When (not if) these retailers like Walmart, Target and Amazon integrate Bitcoin, you can probably call that mass adoption even if average people aren’t using it yet.
Programmable Payments
Programmable payments are swiftly becoming reality using smart contracts. Smart contracts are computer protocols that facilitate, verify, or enforce a contract.
Vitalik Buterin, a founder of Ethereum, explains “Smart contracts solve the problem of intermediary trust between parties to an agreement, whether that is between people transferring assets like gold, or executing decisions between two parties in a betting contract.”
Basically, they are simple if-then contracts — when a certain event occurs, a predetermined payment is made between parties. Typical contracts that are currently used are for escrow or other transactions that are made safer with third-party signatures.
It’s easy to picture other settlement use cases that could be automated with smart contracts, but here are a couple that I think are interesting:
Microloans and Micropayments
Several early movers recognized the potential to use Bitcoin to make loans and micropayments. BTCJam and others built platforms to connect lenders with borrowers using Bitcoin. Soon this entire business model will be built into an app with a few lines of code. Imagine being able to lend $100 from your smartphone wallet to a bunch of vetted borrowers whose monthly payments are programmed to be automatically dispersed to you and another 99 investors. If that sounds familiar, it’s generally how your bank savings account used to work when they paid interest.
President Obama recently said that strong encryption like Bitcoin means “everybody is walking around with a Swiss Bank account in their pocket.” He doesn’t know how right he is.
Insurance
Pooling money to leverage risk and to be automatically paid out when certain events occur seems to be a match made in heaven for insurance. Indeed, some insurance giants are already exploring how to use blockchain technology for their businesses. Internal blockchains may make them marginally more efficient, but the Bitcoin blockchain with smart contracts makes big bloated insurance companies completely obsolete. The fiduciary trust they currently provide is made unnecessary by a fixed algorithm.
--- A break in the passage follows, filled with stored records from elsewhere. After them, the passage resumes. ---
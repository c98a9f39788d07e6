//! Outlier treatments.
//!
//! Treatments consume an [`OutlierIndexSet`] and only accept it against the
//! snapshot it was computed from.

use super::detection::OutlierIndexSet;
use crate::error::{PrepError, Result};
use crate::table::Table;
use crate::utils::{median, numeric_cells};
use polars::prelude::*;
use tracing::debug;

/// Check that `outliers` belongs to `table` and `column`.
fn validate(table: &Table, column: &str, outliers: &OutlierIndexSet) -> Result<()> {
    if outliers.generation() != table.generation() {
        return Err(PrepError::StaleIndexSet {
            column: outliers.column().to_string(),
            expected: outliers.generation(),
            actual: table.generation(),
        });
    }
    if outliers.column() != column {
        return Err(PrepError::InvalidParameter(format!(
            "index set was computed for column '{}', not '{}'",
            outliers.column(),
            column
        )));
    }
    table.series(column)?;
    if let Some(last) = outliers.positions().last()
        && *last >= table.height()
    {
        return Err(PrepError::InvalidParameter(format!(
            "row position {} is out of range for a table with {} rows",
            last,
            table.height()
        )));
    }
    Ok(())
}

/// Drop the flagged rows. Survivors keep their relative order.
///
/// An empty set returns the same snapshot.
pub fn remove_outliers(table: &Table, column: &str, outliers: &OutlierIndexSet) -> Result<Table> {
    validate(table, column, outliers)?;
    if outliers.is_empty() {
        debug!("No outliers to remove in '{}'", column);
        return Ok(table.clone());
    }

    let keep: Vec<bool> = (0..table.height()).map(|row| !outliers.contains(row)).collect();
    let mask = BooleanChunked::from_slice("keep".into(), &keep);
    let df = table.dataframe().filter(&mask)?;

    debug!("Removed {} outlier rows from '{}'", outliers.len(), column);
    Ok(Table::new(df))
}

/// Overwrite the flagged cells with the median of the other present cells.
///
/// The column becomes Float64 and the row count is unchanged. An empty set
/// returns the same snapshot.
pub fn transform_outliers(
    table: &Table,
    column: &str,
    outliers: &OutlierIndexSet,
) -> Result<Table> {
    validate(table, column, outliers)?;
    if outliers.is_empty() {
        debug!("No outliers to transform in '{}'", column);
        return Ok(table.clone());
    }

    let series = table.numeric_series(column)?;
    let cells = numeric_cells(series)?;
    let inliers: Vec<f64> = cells
        .iter()
        .enumerate()
        .filter(|(row, _)| !outliers.contains(*row))
        .filter_map(|(_, cell)| *cell)
        .collect();
    let replacement = median(&inliers).ok_or_else(|| PrepError::NoValidValues(column.to_string()))?;

    // Unflagged cells are copied as they are, NaN included
    let original = series.cast(&DataType::Float64)?;
    let transformed: Vec<Option<f64>> = original
        .f64()?
        .into_iter()
        .enumerate()
        .map(|(row, cell)| {
            if outliers.contains(row) {
                Some(replacement)
            } else {
                cell
            }
        })
        .collect();

    let mut df = table.dataframe().clone();
    df.replace(column, Series::new(column.into(), transformed))?;

    debug!(
        "Replaced {} outliers in '{}' with median {}",
        outliers.len(),
        column,
        replacement
    );
    Ok(Table::new(df))
}

#[cfg(test)]
mod tests {
    use super::*;
    use crate::outliers::detection::{detect_outliers_iqr, detect_outliers_zscore};
    use pretty_assertions::assert_eq;

    fn scenario() -> Table {
        Table::new(
            df![
                "id" => [1i64, 2, 3, 4, 5, 6],
                "x" => [1.0, 2.0, 3.0, 4.0, 5.0, 100.0],
            ]
            .unwrap(),
        )
    }

    fn floats(table: &Table, name: &str) -> Vec<Option<f64>> {
        table.series(name).unwrap().f64().unwrap().into_iter().collect()
    }

    // ==================== remove_outliers tests ====================

    #[test]
    fn test_remove_scenario() {
        let table = scenario();
        let set = detect_outliers_iqr(&table, "x").unwrap();

        let result = remove_outliers(&table, "x", &set).unwrap();

        assert_eq!(
            floats(&result, "x"),
            vec![Some(1.0), Some(2.0), Some(3.0), Some(4.0), Some(5.0)]
        );
        let ids: Vec<Option<i64>> = result.series("id").unwrap().i64().unwrap().into_iter().collect();
        assert_eq!(ids, vec![Some(1), Some(2), Some(3), Some(4), Some(5)]);
    }

    #[test]
    fn test_remove_empty_set_is_noop() {
        let table = scenario();
        let set = detect_outliers_zscore(&table, "x").unwrap();
        assert!(set.is_empty());

        let result = remove_outliers(&table, "x", &set).unwrap();

        assert_eq!(result, table);
        assert_eq!(result.generation(), table.generation());
    }

    #[test]
    fn test_remove_manual_positions_keep_order() {
        let table = scenario();
        let set = OutlierIndexSet::from_positions(&table, "x", &[0, 3]).unwrap();

        let result = remove_outliers(&table, "x", &set).unwrap();

        assert_eq!(
            floats(&result, "x"),
            vec![Some(2.0), Some(3.0), Some(5.0), Some(100.0)]
        );
    }

    // ==================== transform_outliers tests ====================

    #[test]
    fn test_transform_scenario() {
        let table = scenario();
        let set = detect_outliers_iqr(&table, "x").unwrap();

        let result = transform_outliers(&table, "x", &set).unwrap();

        assert_eq!(
            floats(&result, "x"),
            vec![Some(1.0), Some(2.0), Some(3.0), Some(4.0), Some(5.0), Some(3.0)]
        );
        assert_eq!(result.height(), table.height());
    }

    #[test]
    fn test_transform_median_excludes_flagged_and_missing() {
        let table = Table::new(df!["x" => [Some(1i64), None, Some(7), Some(9), Some(1000)]].unwrap());
        let set = OutlierIndexSet::from_positions(&table, "x", &[4]).unwrap();

        let result = transform_outliers(&table, "x", &set).unwrap();

        // median of [1, 7, 9] = 7; missing cell stays missing
        assert_eq!(
            floats(&result, "x"),
            vec![Some(1.0), None, Some(7.0), Some(9.0), Some(7.0)]
        );
    }

    #[test]
    fn test_transform_keeps_unflagged_nan() {
        let table = Table::new(df!["x" => [1.0, f64::NAN, 2.0, 3.0, 100.0]].unwrap());
        let set = OutlierIndexSet::from_positions(&table, "x", &[4]).unwrap();

        let result = transform_outliers(&table, "x", &set).unwrap();
        let values = floats(&result, "x");

        // median of [1, 2, 3] = 2; the NaN cell is neither flagged nor nulled
        assert_eq!(values[0], Some(1.0));
        assert!(values[1].is_some_and(f64::is_nan));
        assert_eq!(&values[2..], &[Some(2.0), Some(3.0), Some(2.0)]);
    }

    #[test]
    fn test_transform_every_row_flagged() {
        let table = Table::new(df!["x" => [1.0, 2.0]].unwrap());
        let set = OutlierIndexSet::from_positions(&table, "x", &[0, 1]).unwrap();

        let err = transform_outliers(&table, "x", &set).unwrap_err();
        assert!(matches!(err, PrepError::NoValidValues(_)));
    }

    // ==================== validation tests ====================

    #[test]
    fn test_stale_index_set_rejected() {
        let table = scenario();
        let set = detect_outliers_iqr(&table, "x").unwrap();
        let newer = table.snapshot();

        let err = remove_outliers(&newer, "x", &set).unwrap_err();
        assert!(matches!(
            err,
            PrepError::StaleIndexSet { expected, actual, .. }
                if expected == table.generation() && actual == newer.generation()
        ));

        let err = transform_outliers(&newer, "x", &set).unwrap_err();
        assert_eq!(err.error_code(), "STALE_INDEX_SET");
    }

    #[test]
    fn test_deserialized_out_of_range_set_rejected() {
        let table = scenario();
        let set = OutlierIndexSet::from_positions(&table, "x", &[1]).unwrap();
        let mut json = serde_json::to_value(&set).unwrap();
        json["positions"] = serde_json::json!([1, 7]);
        let set: OutlierIndexSet = serde_json::from_value(json).unwrap();

        let err = remove_outliers(&table, "x", &set).unwrap_err();
        assert!(matches!(err, PrepError::InvalidParameter(message) if message.contains("7")));

        let err = transform_outliers(&table, "x", &set).unwrap_err();
        assert_eq!(err.error_code(), "INVALID_PARAMETER");
    }

    #[test]
    fn test_column_mismatch_rejected() {
        let table = scenario();
        let set = detect_outliers_iqr(&table, "x").unwrap();

        let err = remove_outliers(&table, "id", &set).unwrap_err();
        assert!(matches!(err, PrepError::InvalidParameter(_)));
    }
}
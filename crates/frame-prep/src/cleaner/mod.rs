//! Structural cleaning operations.
//!
//! This module provides:
//! - Removing selected columns
//! - Removing rows with missing values in selected columns

use crate::error::Result;
use crate::table::Table;
use crate::utils::{missing_mask, unique_names};
use polars::prelude::*;
use tracing::debug;

/// Remove the listed columns. Remaining columns keep their order.
pub fn remove_columns(table: &Table, columns: &[String]) -> Result<Table> {
    let columns = table.resolve_columns("remove_columns", columns)?;

    let names: Vec<PlSmallStr> = columns.iter().map(|s| s.as_str().into()).collect();
    let df = table.dataframe().drop_many(names);

    debug!("Removed {} columns: {:?}", columns.len(), columns);
    Ok(Table::new(df))
}

/// Remove every row where any of the listed columns is missing.
///
/// An empty selection is a no-op and returns the same snapshot.
pub fn drop_rows_with_missing(table: &Table, columns: &[String]) -> Result<Table> {
    if columns.is_empty() {
        debug!("No columns selected, keeping all rows");
        return Ok(table.clone());
    }
    table.ensure_columns(columns)?;

    let mut keep = vec![true; table.height()];
    for name in unique_names(columns) {
        let series = table.series(&name)?;
        for (flag, missing) in keep.iter_mut().zip(missing_mask(series)) {
            if missing {
                *flag = false;
            }
        }
    }

    let mask = BooleanChunked::from_slice("keep".into(), &keep);
    let df = table.dataframe().filter(&mask)?;

    debug!(
        "Removed {} rows with missing values in {:?}",
        table.height() - df.height(),
        columns
    );
    Ok(Table::new(df))
}
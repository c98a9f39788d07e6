//! Shared utilities for table operations.
//!
//! This module contains the dtype classification used to decide which
//! operations a column accepts, and the numeric statistics shared by the
//! imputers, scalers and outlier detectors.

use polars::prelude::*;
use serde::{Deserialize, Serialize};
use std::cmp::Ordering;

// =============================================================================
// Data Type Utilities
// =============================================================================

/// Kind of a column for preparation purposes.
#[derive(Debug, Clone, Copy, PartialEq, Eq, Hash, Serialize, Deserialize)]
#[serde(rename_all = "snake_case")]
pub enum ColumnKind {
    /// Integer or floating point numbers
    Numeric,
    /// Boolean type (including one-hot indicator columns)
    Boolean,
    /// String or categorical text
    Categorical,
    /// Date, datetime, duration or time
    Temporal,
    /// Anything else (nested types, binary, null)
    Other,
}

impl ColumnKind {
    /// Get the kind of a polars data type.
    pub fn of(dtype: &DataType) -> Self {
        if is_numeric_dtype(dtype) {
            Self::Numeric
        } else if matches!(dtype, DataType::Boolean) {
            Self::Boolean
        } else if matches!(dtype, DataType::String | DataType::Categorical(_, _)) {
            Self::Categorical
        } else if is_temporal_dtype(dtype) {
            Self::Temporal
        } else {
            Self::Other
        }
    }

    pub fn is_numeric(self) -> bool {
        self == Self::Numeric
    }
}

/// Check if a DataType is numeric (integer or float).
#[inline]
pub fn is_numeric_dtype(dtype: &DataType) -> bool {
    matches!(
        dtype,
        DataType::Int8
            | DataType::Int16
            | DataType::Int32
            | DataType::Int64
            | DataType::UInt8
            | DataType::UInt16
            | DataType::UInt32
            | DataType::UInt64
            | DataType::Float32
            | DataType::Float64
    )
}

/// Check if a DataType is a floating point type.
#[inline]
pub fn is_float_dtype(dtype: &DataType) -> bool {
    matches!(dtype, DataType::Float32 | DataType::Float64)
}

/// Check if a DataType is a temporal type.
#[inline]
pub fn is_temporal_dtype(dtype: &DataType) -> bool {
    matches!(
        dtype,
        DataType::Datetime(_, _) | DataType::Date | DataType::Time | DataType::Duration(_)
    )
}

// =============================================================================
// Numeric Extraction
// =============================================================================

/// Read a numeric Series as `f64` cells. Nulls and NaN both come back as `None`.
pub fn numeric_cells(series: &Series) -> PolarsResult<Vec<Option<f64>>> {
    let cast = series.cast(&DataType::Float64)?;
    Ok(cast
        .f64()?
        .into_iter()
        .map(|v| v.filter(|x| !x.is_nan()))
        .collect())
}

/// Per-row missing flags: null, or NaN in a float column.
pub fn missing_mask(series: &Series) -> Vec<bool> {
    if let Ok(ca) = series.f64() {
        return ca.into_iter().map(|v| v.is_none_or(f64::is_nan)).collect();
    }
    if let Ok(ca) = series.f32() {
        return ca.into_iter().map(|v| v.is_none_or(f32::is_nan)).collect();
    }
    series
        .is_null()
        .into_iter()
        .map(|v| v.unwrap_or(false))
        .collect()
}

/// Collect the present values of a cell vector.
pub fn present_values(cells: &[Option<f64>]) -> Vec<f64> {
    cells.iter().flatten().copied().collect()
}

// =============================================================================
// Statistics
// =============================================================================

// Computed over `present_values` rather than `Series::mean()`/`median()`,
// which would count NaN as a value.

/// Arithmetic mean, or `None` for an empty slice.
pub fn mean(values: &[f64]) -> Option<f64> {
    if values.is_empty() {
        return None;
    }
    Some(values.iter().sum::<f64>() / values.len() as f64)
}

/// Population standard deviation (ddof = 0) around a known mean.
pub fn population_std(values: &[f64], mean: f64) -> Option<f64> {
    if values.is_empty() {
        return None;
    }
    let variance = values.iter().map(|v| (v - mean).powi(2)).sum::<f64>() / values.len() as f64;
    Some(variance.sqrt())
}

/// True when the values have no spread: empty, or all equal.
///
/// Decided on the values themselves, since an accumulated standard deviation
/// of identical values need not come out as exactly zero.
pub fn is_degenerate(values: &[f64]) -> bool {
    values.windows(2).all(|pair| pair[0] == pair[1])
}

/// Median of the values, averaging the two middle values for even lengths.
pub fn median(values: &[f64]) -> Option<f64> {
    let mut sorted = values.to_vec();
    sorted.sort_by(f64::total_cmp);
    percentile_sorted(&sorted, 50.0)
}

/// Percentile of already sorted values using linear interpolation between
/// the two closest ranks (`rank = p/100 * (n - 1)`).
pub fn percentile_sorted(sorted: &[f64], percentile: f64) -> Option<f64> {
    if sorted.is_empty() {
        return None;
    }
    let rank = (percentile / 100.0).clamp(0.0, 1.0) * (sorted.len() - 1) as f64;
    let lower = rank.floor() as usize;
    let upper = rank.ceil() as usize;
    let fraction = rank - lower as f64;
    Some(sorted[lower] + (sorted[upper] - sorted[lower]) * fraction)
}

/// Most frequent value. Ties go to the smallest value under `cmp`.
pub fn sorted_mode<T, F>(mut values: Vec<T>, cmp: F) -> Option<T>
where
    F: Fn(&T, &T) -> Ordering,
{
    values.sort_by(&cmp);

    let mut best: Option<(usize, usize)> = None; // (start index, run length)
    let mut start = 0;
    while start < values.len() {
        let mut end = start + 1;
        while end < values.len() && cmp(&values[start], &values[end]) == Ordering::Equal {
            end += 1;
        }
        let run = end - start;
        if best.is_none_or(|(_, best_run)| run > best_run) {
            best = Some((start, run));
        }
        start = end;
    }

    best.map(|(index, _)| values.swap_remove(index))
}

/// Deduplicate names while keeping the first occurrence order.
pub fn unique_names(names: &[String]) -> Vec<String> {
    let mut seen = std::collections::HashSet::new();
    names
        .iter()
        .filter(|name| seen.insert(name.as_str()))
        .cloned()
        .collect()
}

// =============================================================================
// Tests
// =============================================================================
//! Interface to the drawing backend.

use super::NodeId;
use crate::math::Matrix4;

/// Per-frame statistics.
#[derive(Debug, Clone, Default, PartialEq)]
pub struct RenderInfo {
    /// Frame number, starting at 1 for the first frame.
    pub frame: u64,
    /// Application time the frame was updated to.
    pub application_time: f64,
    /// Leaves that survived culling.
    pub visible: u32,
    /// Draw calls issued.
    pub draw_calls: u32,
}

impl RenderInfo {
    /// Reset the per-frame counters.
    pub fn reset(&mut self) {
        self.visible = 0;
        self.draw_calls = 0;
    }
}

/// One visible leaf handed to the backend with the matrices it binds.
#[derive(Debug, Clone, Copy, PartialEq)]
pub struct DrawItem {
    /// The leaf being drawn.
    pub node: NodeId,
    /// Model-to-world matrix.
    pub world: Matrix4,
    /// World-to-model matrix.
    pub inverse_world: Matrix4,
}

impl DrawItem {
    /// World and inverse world matrices as one uniform block of 32 floats.
    pub fn uniform_bytes(&self) -> [u8; 128] {
        bytemuck::cast([self.world, self.inverse_world])
    }
}

/// Drawing backend. Resource binding and command submission live on the
/// other side of this trait.
pub trait Renderer {
    /// Called before the first draw of a frame.
    fn begin_frame(&mut self, _frame: u64) {}

    /// Draw one leaf.
    fn draw(&mut self, item: &DrawItem);

    /// Called after the last draw of a frame.
    fn end_frame(&mut self, _info: &RenderInfo) {}
}
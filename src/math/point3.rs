//! 3D affine point with an explicit homogeneous coordinate.

use super::consts::MAX_REAL;
use super::Vector3;
use bytemuck::{Pod, Zeroable};
use serde::{Deserialize, Serialize};
use std::ops::{Add, AddAssign, Div, Mul, Neg, Sub, SubAssign};

/// A position in 3D space.
///
/// `w` is 1 for true points. A projective transform may leave `w != 1`;
/// call [`Point3::homogenize`] before using such a point as a position.
#[derive(Debug, Clone, Copy, PartialEq, Serialize, Deserialize, Pod, Zeroable)]
#[repr(C)]
pub struct Point3 {
    /// X component.
    pub x: f32,
    /// Y component.
    pub y: f32,
    /// Z component.
    pub z: f32,
    /// Homogeneous coordinate.
    pub w: f32,
}

impl Default for Point3 {
    fn default() -> Self {
        Self::ORIGIN
    }
}

impl Point3 {
    /// The origin (0, 0, 0).
    pub const ORIGIN: Self = Self { x: 0.0, y: 0.0, z: 0.0, w: 1.0 };
    /// Saturated sentinel returned by division by zero.
    pub const MAX: Self = Self { x: MAX_REAL, y: MAX_REAL, z: MAX_REAL, w: 1.0 };

    /// Create a new point with `w = 1`.
    #[inline]
    pub const fn new(x: f32, y: f32, z: f32) -> Self {
        Self { x, y, z, w: 1.0 }
    }

    /// Create from an array.
    #[inline]
    pub const fn from_array(a: [f32; 3]) -> Self {
        Self::new(a[0], a[1], a[2])
    }

    /// The xyz components as an array.
    #[inline]
    pub const fn to_array(self) -> [f32; 3] {
        [self.x, self.y, self.z]
    }

    /// Homogeneous 4-tuple.
    #[inline]
    pub const fn to_homogeneous(self) -> [f32; 4] {
        [self.x, self.y, self.z, self.w]
    }

    /// Displacement of this point from the origin.
    #[inline]
    pub const fn to_vector(self) -> Vector3 {
        Vector3 { x: self.x, y: self.y, z: self.z }
    }

    /// The point reached from the origin by `v`.
    #[inline]
    pub const fn from_vector(v: Vector3) -> Self {
        Self::new(v.x, v.y, v.z)
    }

    /// Set the xyz components, resetting `w` to 1.
    #[inline]
    pub fn set(&mut self, x: f32, y: f32, z: f32) -> &mut Self {
        self.x = x;
        self.y = y;
        self.z = z;
        self.w = 1.0;
        self
    }

    /// Copy from another point.
    #[inline]
    pub fn copy(&mut self, p: &Point3) -> &mut Self {
        *self = *p;
        self
    }

    /// Divide through by `w` so that `w == 1`. A zero `w` leaves the point
    /// untouched and returns false.
    pub fn homogenize(&mut self) -> bool {
        if self.w == 0.0 {
            return false;
        }
        let inv_w = 1.0 / self.w;
        self.x *= inv_w;
        self.y *= inv_w;
        self.z *= inv_w;
        self.w = 1.0;
        true
    }

    /// Dot product of the xyz components with a vector, as used by plane
    /// equations.
    #[inline]
    pub fn dot(&self, v: &Vector3) -> f32 {
        self.x * v.x + self.y * v.y + self.z * v.z
    }

    /// Distance to another point.
    #[inline]
    pub fn distance_to(&self, other: &Point3) -> f32 {
        (*self - *other).length()
    }

    /// Squared distance to another point.
    #[inline]
    pub fn distance_to_squared(&self, other: &Point3) -> f32 {
        (*self - *other).length_squared()
    }

    /// Linear interpolation to another point.
    #[inline]
    pub fn lerp(&self, other: &Point3, t: f32) -> Self {
        *self + (*other - *self) * t
    }

    /// Check if approximately equal (xyz only).
    #[inline]
    pub fn approx_eq(&self, other: &Point3, epsilon: f32) -> bool {
        (self.x - other.x).abs() < epsilon
            && (self.y - other.y).abs() < epsilon
            && (self.z - other.z).abs() < epsilon
    }
}

impl Add<Vector3> for Point3 {
    type Output = Self;
    #[inline]
    fn add(self, rhs: Vector3) -> Self {
        Self {
            x: self.x + rhs.x,
            y: self.y + rhs.y,
            z: self.z + rhs.z,
            w: self.w,
        }
    }
}

impl AddAssign<Vector3> for Point3 {
    #[inline]
    fn add_assign(&mut self, rhs: Vector3) {
        self.x += rhs.x;
        self.y += rhs.y;
        self.z += rhs.z;
    }
}

/// Affine sum, used when averaging points.
impl Add for Point3 {
    type Output = Self;
    #[inline]
    fn add(self, rhs: Point3) -> Self {
        Self::new(self.x + rhs.x, self.y + rhs.y, self.z + rhs.z)
    }
}

impl Sub for Point3 {
    type Output = Vector3;
    #[inline]
    fn sub(self, rhs: Point3) -> Vector3 {
        Vector3::new(self.x - rhs.x, self.y - rhs.y, self.z - rhs.z)
    }
}

impl Sub<Vector3> for Point3 {
    type Output = Self;
    #[inline]
    fn sub(self, rhs: Vector3) -> Self {
        Self {
            x: self.x - rhs.x,
            y: self.y - rhs.y,
            z: self.z - rhs.z,
            w: self.w,
        }
    }
}

impl SubAssign<Vector3> for Point3 {
    #[inline]
    fn sub_assign(&mut self, rhs: Vector3) {
        self.x -= rhs.x;
        self.y -= rhs.y;
        self.z -= rhs.z;
    }
}

impl Mul<f32> for Point3 {
    type Output = Self;
    #[inline]
    fn mul(self, rhs: f32) -> Self {
        Self {
            x: self.x * rhs,
            y: self.y * rhs,
            z: self.z * rhs,
            w: self.w,
        }
    }
}

/// Division by zero yields the saturated sentinel [`Point3::MAX`].
impl Div<f32> for Point3 {
    type Output = Self;
    #[inline]
    fn div(self, rhs: f32) -> Self {
        if rhs != 0.0 {
            let inv = 1.0 / rhs;
            Self {
                x: self.x * inv,
                y: self.y * inv,
                z: self.z * inv,
                w: self.w,
            }
        } else {
            Self::MAX
        }
    }
}

impl Neg for Point3 {
    type Output = Self;
    #[inline]
    fn neg(self) -> Self {
        Self {
            x: -self.x,
            y: -self.y,
            z: -self.z,
            w: self.w,
        }
    }
}

impl From<[f32; 3]> for Point3 {
    fn from(a: [f32; 3]) -> Self {
        Self::from_array(a)
    }
}

impl From<glam::Vec3> for Point3 {
    fn from(v: glam::Vec3) -> Self {
        Self::new(v.x, v.y, v.z)
    }
}

impl From<Point3> for glam::Vec4 {
    fn from(p: Point3) -> Self {
        glam::Vec4::new(p.x, p.y, p.z, p.w)
    }
}

#[cfg(test)]
mod tests {
    use super::*;

    #[test]
    fn test_point_minus_point_is_vector() {
        let a = Point3::new(4.0, 5.0, 6.0);
        let b = Point3::new(1.0, 1.0, 1.0);
        let d: Vector3 = a - b;
        assert_eq!(d, Vector3::new(3.0, 4.0, 5.0));
        assert_eq!(b + d, a);
    }

    #[test]
    fn test_div_by_zero_saturates() {
        let p = Point3::new(1.0, 2.0, 3.0) / 0.0;
        assert_eq!(p, Point3::MAX);
        assert!(p.x.is_finite());
    }

    #[test]
    fn test_homogenize() {
        let mut p = Point3 { x: 2.0, y: 4.0, z: 6.0, w: 2.0 };
        assert!(p.homogenize());
        assert_eq!(p, Point3::new(1.0, 2.0, 3.0));

        let mut at_infinity = Point3 { x: 1.0, y: 0.0, z: 0.0, w: 0.0 };
        assert!(!at_infinity.homogenize());
        assert_eq!(at_infinity.w, 0.0);
    }

    #[test]
    fn test_vector_offsets_keep_w() {
        let p = Point3::ORIGIN + Vector3::new(1.0, 0.0, 0.0);
        assert_eq!(p.w, 1.0);
        assert_eq!((p - Vector3::UNIT_X), Point3::ORIGIN);
    }
}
Crowdfunded P2P insurance platforms are coming and they could change everything as explained by Olivier Rikken in an article titled “Why Blockchain Could Enable a True P2P Insurance Model” where he writes:
In the new business model, the focus of the insurers would shift away from asset management and instead would focus on matching supply and demand and to risk calculation research. The insurer would provide a marketplace-like platform where customers can post their insurance demand, which could be either a standardized product or even a specific demand.
The insurer then would use its “risk intelligence” and risk models, based on their historical data, to perform a premium calculation to post the expected return, after subtracting their margin off course.
Decentralize All The Things
The key benefit to decentralization is that there is no single point of failure, making things harder to censor, falsify or shut down. Currently there are many exciting projects aimed at decentralizing services that have been targeted for censorship or fraud.
Some remarkable decentralized projects include:
Prediction Markets
The Forecast Foundation introduced Augur, the world’s first open source decentralized prediction market, in 2015. In August they successfully raised $1.4 million in a crowdsale of Augur tokens and is in active beta.
Marketplace for Goods
OpenBazaar is an open source decentralized network for peer-to-peer commerce—using Bitcoin—that has no fees and no restrictions. They just released their beta app in April and over 16,000 merchants have already set up shop.
Library
Alexandria is an open source decentralized library project being developed by BlockTech that will allow users to publish, host and distribute digital content through peer-to-peer nodes. Think censorship-free file sharing with the potential for micropayments to original content producers.
Still, you say, what will average people use Bitcoin for? The answer will soon be: whatever you want.